The quartet is laying it down for the I-pod generation, many of whom probably don’t recognize the song’s roots—Miles Davis in his electric-funk era; a time when, some still claim, he wasn’t playing jazz at all. The music is breaking the scene down into essential, bit-by-bit moments: Off-the-hook … everybody looking everywhere … hugs and kisses … people coming in and going out and it’s the jazz—yes, this is jazz—that’s pulling all the strings.

It could be SoHo but it’s not: This is Chinatown, Honolulu, and 39 North Hotel Street is on fire.

I always knock before entering Shoji Ledward’s closet-sized practice studio, over at ABC Music in Kaka‘ako. Shoji’s big as a defensive lineman, and it’s only possible to see a slice of him when peering through the small viewing window in the door. This time, it appears that he’s napping: Head bent, eyes closed behind reading glasses, he sits virtually motionless in a fold-up chair, surrounded by CDs, charts, music books and a few guitars in gig bags.

But then the fluid notes, muffled through the soundproofed door, tell another story: Shoji is wide-awake and wailing away on his blue, custom-made seven-string axe, creating spontaneous, swinging, horn-like melodies over a tune I don’t recognize.

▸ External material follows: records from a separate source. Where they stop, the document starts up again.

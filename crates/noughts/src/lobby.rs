//! Matchmaking and command dispatch.
//!
//! The [`Lobby`] owns every player and every room. It turns one decoded
//! command (or one malformed packet, or one liveness sweep) into a list of
//! [`Outbound`] messages and never touches a socket itself, so every rule
//! here can be exercised without the network.
//!
//! Registry invariants the lobby maintains between calls:
//!
//! - A player's `room` is `Some(id)` iff the room with that id lists the
//!   player as owner or challenger.
//! - A room exists only while its owner is registered.
//! - A room whose game reached a result is deleted in the same call.

use std::time::Instant;

use noughts_protocol::{
    Command, Opcode, PeerId, PlayerId, PlayerName, ProtocolError, Response,
    RoomId,
};
use noughts_room::{Outcome, RoomRegistry};
use noughts_session::SessionRegistry;
use tracing::{debug, info, warn};

use crate::ServerConfig;

/// One message to send: a response and the peer that should get it.
#[derive(Debug, Clone, PartialEq, Eq)]
pub struct Outbound {
    pub to: PeerId,
    pub response: Response,
}

impl Outbound {
    pub fn new(to: PeerId, response: Response) -> Self {
        Self { to, response }
    }
}

/// All session and room state, plus the rules that change it.
pub struct Lobby {
    sessions: SessionRegistry,
    rooms: RoomRegistry,
    kick_on_malformed: bool,
}

impl Default for Lobby {
    fn default() -> Self {
        Self::new(SessionRegistry::default(), RoomRegistry::default())
    }
}

impl Lobby {
    pub fn new(sessions: SessionRegistry, rooms: RoomRegistry) -> Self {
        Self {
            sessions,
            rooms,
            kick_on_malformed: false,
        }
    }

    /// Builds empty registries sized by `config`.
    pub fn from_config(config: &ServerConfig) -> Self {
        Self::new(
            SessionRegistry::new(config.session_config()),
            RoomRegistry::new(config.room_config()),
        )
        .kick_on_malformed(config.kick_on_malformed)
    }

    /// When enabled, a registered player who sends a malformed packet is
    /// evicted as if they had quit.
    pub fn kick_on_malformed(mut self, enabled: bool) -> Self {
        self.kick_on_malformed = enabled;
        self
    }

    pub fn sessions(&self) -> &SessionRegistry {
        &self.sessions
    }

    pub fn rooms(&self) -> &RoomRegistry {
        &self.rooms
    }

    // -----------------------------------------------------------------
    // Entry points
    // -----------------------------------------------------------------

    /// Applies one decoded command from `peer`.
    pub fn handle_command(
        &mut self,
        peer: PeerId,
        command: Command,
        now: Instant,
    ) -> Vec<Outbound> {
        let mut out = Vec::new();

        if let Some(player) = self.sessions.get_mut(peer) {
            player.last_seen = now;
        }

        match command {
            Command::Join { name } => self.join(peer, name, now, &mut out),
            Command::CreateRoom => self.create_room(peer, &mut out),
            Command::Challenge { room_id } => self.challenge(peer, room_id, &mut out),
            Command::Move { cell } => self.make_move(peer, cell, now, &mut out),
            Command::Quit => self.quit(peer, now, &mut out),
        }

        out
    }

    /// Reacts to a packet that failed to decode.
    ///
    /// Most malformed packets get silence. A wrong-length Join is answered
    /// with NEGATED so the client knows to resend. With
    /// [`kick_on_malformed`](Self::kick_on_malformed) set, a registered
    /// sender is evicted instead.
    pub fn handle_malformed(
        &mut self,
        peer: PeerId,
        error: &ProtocolError,
        now: Instant,
    ) -> Vec<Outbound> {
        let mut out = Vec::new();
        debug!(%peer, %error, "malformed packet");

        if self.kick_on_malformed && self.sessions.contains(peer) {
            info!(%peer, "kicking player for malformed packet");
            return self.remove_player(peer, now);
        }

        if let ProtocolError::WrongLength {
            opcode: Opcode::Join,
            ..
        } = error
        {
            out.push(Outbound::new(peer, Response::Negated));
        }
        out
    }

    /// Removes the player at `peer`, tearing down or reopening their room,
    /// then re-announces open rooms.
    ///
    /// An unknown peer still gets a KICK.
    pub fn remove_player(&mut self, peer: PeerId, now: Instant) -> Vec<Outbound> {
        let mut out = Vec::new();
        self.evict(peer, now, &mut out);
        self.push_announcement(&mut out);
        out
    }

    /// The current open-room list, addressed to every player not in a room.
    pub fn announce(&self) -> Vec<Outbound> {
        let mut out = Vec::new();
        self.push_announcement(&mut out);
        out
    }

    /// Evicts every player silent for longer than the liveness timeout.
    /// Announces once afterwards if anyone was evicted.
    pub fn sweep(&mut self, now: Instant) -> Vec<Outbound> {
        let mut out = Vec::new();
        let expired = self.sessions.expired(now);
        if expired.is_empty() {
            return out;
        }

        for peer in expired {
            info!(%peer, "evicting silent player");
            self.evict(peer, now, &mut out);
        }
        self.push_announcement(&mut out);
        out
    }

    // -----------------------------------------------------------------
    // Command handlers
    // -----------------------------------------------------------------

    fn join(&mut self, peer: PeerId, name: PlayerName, now: Instant, out: &mut Vec<Outbound>) {
        if self.sessions.contains(peer) {
            debug!(%peer, "duplicate join, evicting stale registration");
            out.extend(self.remove_player(peer, now));
            out.push(Outbound::new(peer, Response::Negated));
            return;
        }

        match self.sessions.register(peer, name, now).map(|_| ()) {
            Ok(()) => {
                out.push(Outbound::new(peer, Response::Ok));
                out.push(Outbound::new(peer, self.room_list()));
            }
            Err(error) => {
                debug!(%peer, %error, "join refused");
                out.push(Outbound::new(peer, Response::Negated));
            }
        }
    }

    fn create_room(&mut self, peer: PeerId, out: &mut Vec<Outbound>) {
        let Some((player_id, current)) = self.seat_of(peer) else {
            debug!(%peer, "create room from unknown peer");
            out.push(Outbound::new(peer, Response::Negated));
            return;
        };
        if let Some(room_id) = current {
            debug!(%peer, %room_id, "create room while already in a room");
            out.push(Outbound::new(peer, Response::Negated));
            return;
        }

        let room_id = match self.rooms.create(player_id, peer) {
            Ok(room_id) => room_id,
            Err(error) => {
                debug!(%peer, %error, "create room refused");
                out.push(Outbound::new(peer, Response::Negated));
                return;
            }
        };

        self.set_room(peer, Some(room_id));
        out.push(Outbound::new(peer, Response::RoomCreated(room_id)));
        self.push_announcement(out);
    }

    fn challenge(&mut self, peer: PeerId, room_id: RoomId, out: &mut Vec<Outbound>) {
        let Some((player_id, current)) = self.seat_of(peer) else {
            debug!(%peer, %room_id, "challenge from unknown peer");
            out.push(Outbound::new(peer, Response::Negated));
            return;
        };
        if let Some(current) = current {
            debug!(%peer, %current, "challenge while already in a room");
            out.push(Outbound::new(peer, Response::Negated));
            return;
        }
        let Some(room) = self.rooms.get_mut(room_id) else {
            debug!(%peer, %room_id, "challenge for unknown room");
            out.push(Outbound::new(peer, Response::Negated));
            return;
        };
        if let Err(error) = room.seat_challenger(player_id, peer) {
            debug!(%peer, %error, "challenge refused");
            out.push(Outbound::new(peer, Response::Negated));
            return;
        }

        let owner_peer = room.owner_peer();
        let snapshots: Vec<Outbound> = room
            .participants()
            .into_iter()
            .map(|(id, to)| Outbound::new(to, room.game().snapshot(id)))
            .collect();

        self.set_room(peer, Some(room_id));
        info!(%room_id, challenger = %peer, owner = %owner_peer, "game started");

        out.push(Outbound::new(peer, Response::Ok));
        out.push(Outbound::new(owner_peer, Response::Ok));
        out.extend(snapshots);
        self.push_announcement(out);
    }

    fn make_move(&mut self, peer: PeerId, cell: u32, now: Instant, out: &mut Vec<Outbound>) {
        let Some((player_id, Some(room_id))) = self.seat_of(peer) else {
            debug!(%peer, cell, "move from peer not in a room");
            return;
        };
        let Some(room) = self.rooms.get_mut(room_id) else {
            warn!(%peer, %room_id, "player points at a missing room");
            self.set_room(peer, None);
            return;
        };

        let outcome = match room.make_move(player_id, cell) {
            Ok(outcome) => outcome,
            Err(error) => {
                debug!(%peer, %room_id, %error, "move rejected");
                return;
            }
        };

        out.extend(
            room.participants()
                .into_iter()
                .map(|(id, to)| Outbound::new(to, room.game().snapshot(id))),
        );

        match outcome {
            Outcome::InProgress => {}
            Outcome::Won(winner) => {
                info!(%room_id, %winner, "game won");
                self.close_finished_room(room_id, now, out);
            }
            Outcome::Draw => {
                info!(%room_id, "game drawn");
                self.close_finished_room(room_id, now, out);
            }
        }
    }

    fn quit(&mut self, peer: PeerId, now: Instant, out: &mut Vec<Outbound>) {
        if !self.sessions.contains(peer) {
            debug!(%peer, "quit from unknown peer");
            return;
        }
        out.extend(self.remove_player(peer, now));
    }

    // -----------------------------------------------------------------
    // Teardown
    // -----------------------------------------------------------------

    /// Deletes the player at `peer` and settles their room. Ends with a
    /// KICK to `peer`. Does not announce.
    fn evict(&mut self, peer: PeerId, now: Instant, out: &mut Vec<Outbound>) {
        if let Some((player_id, Some(room_id))) = self.seat_of(peer) {
            self.leave_room(player_id, room_id, now, out);
        }
        match self.sessions.remove(peer) {
            Ok(_) => {}
            Err(error) => debug!(%peer, %error, "removing unknown peer"),
        }
        out.push(Outbound::new(peer, Response::Kick));
    }

    /// Takes `player_id` out of `room_id`.
    ///
    /// An owner leaving deletes the room; a challenger leaving reopens it
    /// for the owner. The remaining participant is told ROOM_CLOSING and
    /// its silence clock restarts.
    fn leave_room(
        &mut self,
        player_id: PlayerId,
        room_id: RoomId,
        now: Instant,
        out: &mut Vec<Outbound>,
    ) {
        let Some(room) = self.rooms.get_mut(room_id) else {
            warn!(%player_id, %room_id, "player points at a missing room");
            return;
        };

        if room.game().owner() != player_id {
            let owner_peer = room.owner_peer();
            room.reopen();
            out.push(Outbound::new(owner_peer, Response::RoomClosing(room_id)));
            self.refresh(owner_peer, now);
            return;
        }

        let owner_peer = room.owner_peer();
        let challenger_peer = room.challenger_peer();
        if let Err(error) = self.rooms.remove(room_id) {
            warn!(%room_id, %error, "room vanished during teardown");
        }
        if let Some(challenger_peer) = challenger_peer {
            out.push(Outbound::new(
                challenger_peer,
                Response::RoomClosing(room_id),
            ));
            self.set_room(challenger_peer, None);
            self.refresh(challenger_peer, now);
        }
        self.set_room(owner_peer, None);
        out.push(Outbound::new(owner_peer, Response::RoomDestroyed(room_id)));
    }

    /// Tells both players their game is over, frees them and deletes the
    /// room.
    fn close_finished_room(&mut self, room_id: RoomId, now: Instant, out: &mut Vec<Outbound>) {
        let room = match self.rooms.remove(room_id) {
            Ok(room) => room,
            Err(error) => {
                warn!(%room_id, %error, "finished room already gone");
                return;
            }
        };
        for (_, peer) in room.participants() {
            out.push(Outbound::new(peer, Response::RoomClosing(room_id)));
            self.set_room(peer, None);
            self.refresh(peer, now);
        }
        self.push_announcement(out);
    }

    // -----------------------------------------------------------------
    // Helpers
    // -----------------------------------------------------------------

    /// The player's id and room, if `peer` is registered.
    fn seat_of(&self, peer: PeerId) -> Option<(PlayerId, Option<RoomId>)> {
        self.sessions.get(peer).map(|p| (p.id, p.room))
    }

    fn set_room(&mut self, peer: PeerId, room: Option<RoomId>) {
        if let Some(player) = self.sessions.get_mut(peer) {
            player.room = room;
        }
    }

    fn refresh(&mut self, peer: PeerId, now: Instant) {
        if let Err(error) = self.sessions.touch(peer, now) {
            debug!(%peer, %error, "cannot refresh departed peer");
        }
    }

    fn room_list(&self) -> Response {
        Response::AnnounceRooms(self.rooms.open_room_ids())
    }

    fn push_announcement(&self, out: &mut Vec<Outbound>) {
        let list = self.room_list();
        out.extend(
            self.sessions
                .idle_peers()
                .into_iter()
                .map(|peer| Outbound::new(peer, list.clone())),
        );
    }
}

His finger-style technique is an attack, roughly the equivalent of playing two guitars at once: Plucking with his right hand while the digits on his meaty left hand crawl over the fret board, pressing and pulling strings, creating a complex, three-part rhythmic counterpoint—melody line, accompaniment and bass.


 
The New Jass Quartet has functioned
at Thirty-Nine Hotel's de facto

house band since the Chinatown
gallery/nightclub opened in the summer

of 2004. Pictured here are bassist
Jeremy Wood and drummer

Justin James.

On most Fridays, I spend half an hour with Shoji, hoping he can help me cultivate my own guitar chops. But music is just a hobby for me, and lately I’ve been curious about what it means to be a working jazz musician in the middle of the Pacific, far removed from the music’s acknowledged centers in New York or, even in its current battered state, New Orleans. So this week we’re passing on the lesson to talk about the scene.

In Honolulu’s tight-knit jazz community, Shoji’s a maverick: He doesn’t belong to the local musician’s union; he teaches, has a few regular gigs and holds down a nine-to-five job, working in the warehouse at Borders Books and Music. But his talent is so pure and undeniable that he can get away with it: His music is not necessarily for the masses—and, frankly, that’s not his primary concern.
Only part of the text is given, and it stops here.